» Task: What is needed here is an exact repetition of the records below, beginning at the line that has "filename src/cli/mod.rs" and stopping after the line that has "filename src/download/mod.rs".

(Items from a dataset)
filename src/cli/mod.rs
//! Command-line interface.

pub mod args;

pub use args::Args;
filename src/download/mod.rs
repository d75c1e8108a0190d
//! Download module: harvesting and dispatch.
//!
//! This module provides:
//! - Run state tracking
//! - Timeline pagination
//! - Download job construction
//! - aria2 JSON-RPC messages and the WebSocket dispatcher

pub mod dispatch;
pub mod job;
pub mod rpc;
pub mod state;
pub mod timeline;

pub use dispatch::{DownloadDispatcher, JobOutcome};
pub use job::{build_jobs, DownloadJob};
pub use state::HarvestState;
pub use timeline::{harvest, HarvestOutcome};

---

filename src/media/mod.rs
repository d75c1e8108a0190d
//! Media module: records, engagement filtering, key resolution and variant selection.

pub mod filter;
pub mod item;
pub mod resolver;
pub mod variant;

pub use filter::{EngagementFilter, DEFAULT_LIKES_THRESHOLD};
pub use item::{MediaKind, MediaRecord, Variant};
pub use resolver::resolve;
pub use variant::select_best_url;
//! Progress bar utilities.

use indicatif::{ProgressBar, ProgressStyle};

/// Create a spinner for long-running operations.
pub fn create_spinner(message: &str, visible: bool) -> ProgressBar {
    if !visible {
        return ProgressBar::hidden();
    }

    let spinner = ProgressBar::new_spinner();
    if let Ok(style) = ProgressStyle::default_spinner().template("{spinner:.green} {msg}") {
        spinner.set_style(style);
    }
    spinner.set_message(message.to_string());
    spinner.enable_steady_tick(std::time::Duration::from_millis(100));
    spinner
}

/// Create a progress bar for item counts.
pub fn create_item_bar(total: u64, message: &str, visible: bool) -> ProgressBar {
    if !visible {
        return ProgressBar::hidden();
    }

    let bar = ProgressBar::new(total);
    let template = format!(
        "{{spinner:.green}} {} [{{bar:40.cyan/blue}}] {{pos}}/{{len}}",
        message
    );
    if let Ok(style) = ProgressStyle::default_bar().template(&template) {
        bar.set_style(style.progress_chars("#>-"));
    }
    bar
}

» Response below:
filename src/cli/mod.rs
//! Command-line interface.

pub mod args;

pub use args::Args;
filename src/download/mod.rs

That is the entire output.